Trillanes had discouraged Robredo from accepting the post, saying she should not settle for less than absolute authority to address the illegal drug problem.
“This is just for distraction. They will play with her. But she is not the issue here. The issue is Duterte’s approach [to the problem] for the past three years,” he said.
Trillanes expressed confidence, however, that Robredo would succeed should she be given absolute authority to lead the administration’s campaign against illegal drugs.
“For me, on the assumption that Duterte would give full authority to VP Leni, she should go after the drug lords that remained untouched under the Duterte administration for the past three years,” he added.
“The past three years, Duterte focused on suspected users. But the drug lords who should have been the focus were neglected,” he went on.
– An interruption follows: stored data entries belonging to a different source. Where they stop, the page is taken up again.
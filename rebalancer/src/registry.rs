//! Process-wide map of exchange name → adapter + portfolio. Constructed
//! once in `main`, after `Config` has loaded and before the HTTP
//! listener binds, and handed to the web layer as shared state behind
//! an `Arc` — no lazily-initialized global.

use std::collections::HashMap;
use std::sync::Arc;

use log::{error, warn};
use rebalancer_core::config::Config;
use rebalancer_core::types::{LimitOrderStrategy, Side};
use rebalancer_exchange::binance::BinanceAdapter;
use rebalancer_exchange::ExchangeAdapter;
use rust_decimal::Decimal;
use serde::Serialize;

use crate::audit::AuditLog;
use crate::error::{Error, Result};
use crate::notify::Notifier;
use crate::portfolio::{Portfolio, PortfolioBalance};

/// API credentials for one exchange, read from `<EXCHANGE>_API_KEY` /
/// `<EXCHANGE>_API_SECRET` environment variables.
#[derive(Clone)]
pub struct Credentials {
    pub api_key: String,
    pub api_secret: String,
}

/// Reads credentials for every exchange named in `config` from the
/// process environment. An exchange with no `_API_KEY` set is omitted
/// — `MarketRegistry::new` then skips constructing a portfolio for it,
/// matching scenario 6's "credential missing" behavior.
pub fn load_credentials_from_env(exchange_names: impl Iterator<Item = String>) -> HashMap<String, Credentials> {
    let mut out = HashMap::new();
    for name in exchange_names {
        let upper = name.to_uppercase();
        let api_key = std::env::var(format!("{upper}_API_KEY")).ok();
        let api_secret = std::env::var(format!("{upper}_API_SECRET")).ok();
        if let (Some(api_key), Some(api_secret)) = (api_key, api_secret) {
            out.insert(name, Credentials { api_key, api_secret });
        }
    }
    out
}

#[derive(Serialize)]
#[serde(untagged)]
pub enum BalanceOrError {
    Balance(PortfolioBalance),
    Error(&'static str),
}

#[derive(Serialize)]
pub struct RegistryBalance {
    pub total: HashMap<String, Decimal>,
    pub exchanges: HashMap<String, BalanceOrError>,
}

pub struct MarketRegistry {
    portfolios: HashMap<String, Arc<Portfolio>>,
    strategy: LimitOrderStrategy,
    weights: Vec<Decimal>,
}

impl MarketRegistry {
    /// For each configured exchange with credentials present, builds
    /// an adapter and a `Portfolio` and stores them keyed by exchange
    /// name. An exchange whose adapter or portfolio construction fails
    /// is logged and skipped — it never aborts startup, matching the
    /// other exchanges' balances still being reachable.
    pub fn new(config: &Config, credentials: &HashMap<String, Credentials>) -> Self {
        let mut portfolios = HashMap::new();

        for (name, exchange_config) in &config.exchanges {
            let Some(creds) = credentials.get(name) else {
                warn!("{name}: no API credentials in the environment, exchange will not be traded");
                continue;
            };

            let adapter: Arc<dyn ExchangeAdapter> = match name.as_str() {
                "binance" => Arc::new(BinanceAdapter::new(&creds.api_key, &creds.api_secret, false)),
                other => {
                    error!("{other}: no adapter implementation for this exchange name, skipping");
                    continue;
                }
            };

            match Portfolio::new(name, adapter, exchange_config) {
                Ok(portfolio) => {
                    portfolios.insert(name.clone(), Arc::new(portfolio));
                }
                Err(e) => error!("{name}: failed to initialize portfolio: {e}"),
            }
        }

        Self {
            portfolios,
            strategy: LimitOrderStrategy::WeightedAverage,
            weights: config.orderbook_weights.clone(),
        }
    }

    /// Dispatches an inbound signal to the named exchange's portfolio.
    /// Returns `UnknownExchange` if no portfolio was constructed for
    /// it (missing credentials or unsupported adapter at startup).
    pub fn send_order(
        &self,
        exchange: &str,
        symbol: &str,
        side: Side,
        audit: &Arc<AuditLog>,
        notifier: &Arc<dyn Notifier>,
    ) -> Result<()> {
        let portfolio = self
            .portfolios
            .get(exchange)
            .ok_or_else(|| Error::UnknownExchange(exchange.to_string()))?;

        let asset = symbol.strip_suffix(portfolio.base_asset()).unwrap_or(symbol);
        portfolio.send_order(audit, notifier, asset, side, self.strategy, &self.weights)
    }

    /// Stops every worker on every configured exchange. Called from
    /// `main`'s SIGINT/SIGTERM handler before the process exits 0.
    pub fn shutdown(&self, notifier: &Arc<dyn Notifier>) {
        for portfolio in self.portfolios.values() {
            portfolio.shutdown(notifier.as_ref());
        }
    }

    /// Balance for every configured exchange; a per-exchange failure
    /// yields an `"Error"` placeholder rather than aborting the whole
    /// response, and `total` sums only the exchanges that succeeded.
    pub fn get_balance(&self) -> RegistryBalance {
        let mut total: HashMap<String, Decimal> = HashMap::new();
        let mut exchanges = HashMap::new();

        for (name, portfolio) in &self.portfolios {
            match portfolio.get_portfolio_balance() {
                Ok(balance) => {
                    *total.entry(balance.base_asset.clone()).or_insert(Decimal::ZERO) += balance.total;
                    exchanges.insert(name.clone(), BalanceOrError::Balance(balance));
                }
                Err(e) => {
                    warn!("{name}: balance fetch failed: {e}");
                    exchanges.insert(name.clone(), BalanceOrError::Error("Error"));
                }
            }
        }

        RegistryBalance { total, exchanges }
    }
}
Last Oct. 31, the President offered to make Robredo the anti-drug “czar.”
This was after the Vice President criticized the administration’s brutal drug war and said that it should be reassessed.
“We ask ourselves: ‘Why is this still happening?’ The President has already made very serious threats to drug syndicates, to drug lords … and yet it’s still very prevalent. So obviously, it’s not working. We have seen a lot of police that have abused their powers and not been penalized,” Robredo told wire news agency Reuters.
The President has gained international and local condemnation for his crackdown on illegal drugs, which has so far killed at least 5,000, mostly poor people, nationwide.
Last July, the United Nations Human Rights Council (UNHRC) even adopted an Iceland-initiated resolution that would prompt the rights body to launch a thorough review of the human rights situation in the Philippines, including drug war killings under the Duterte administration.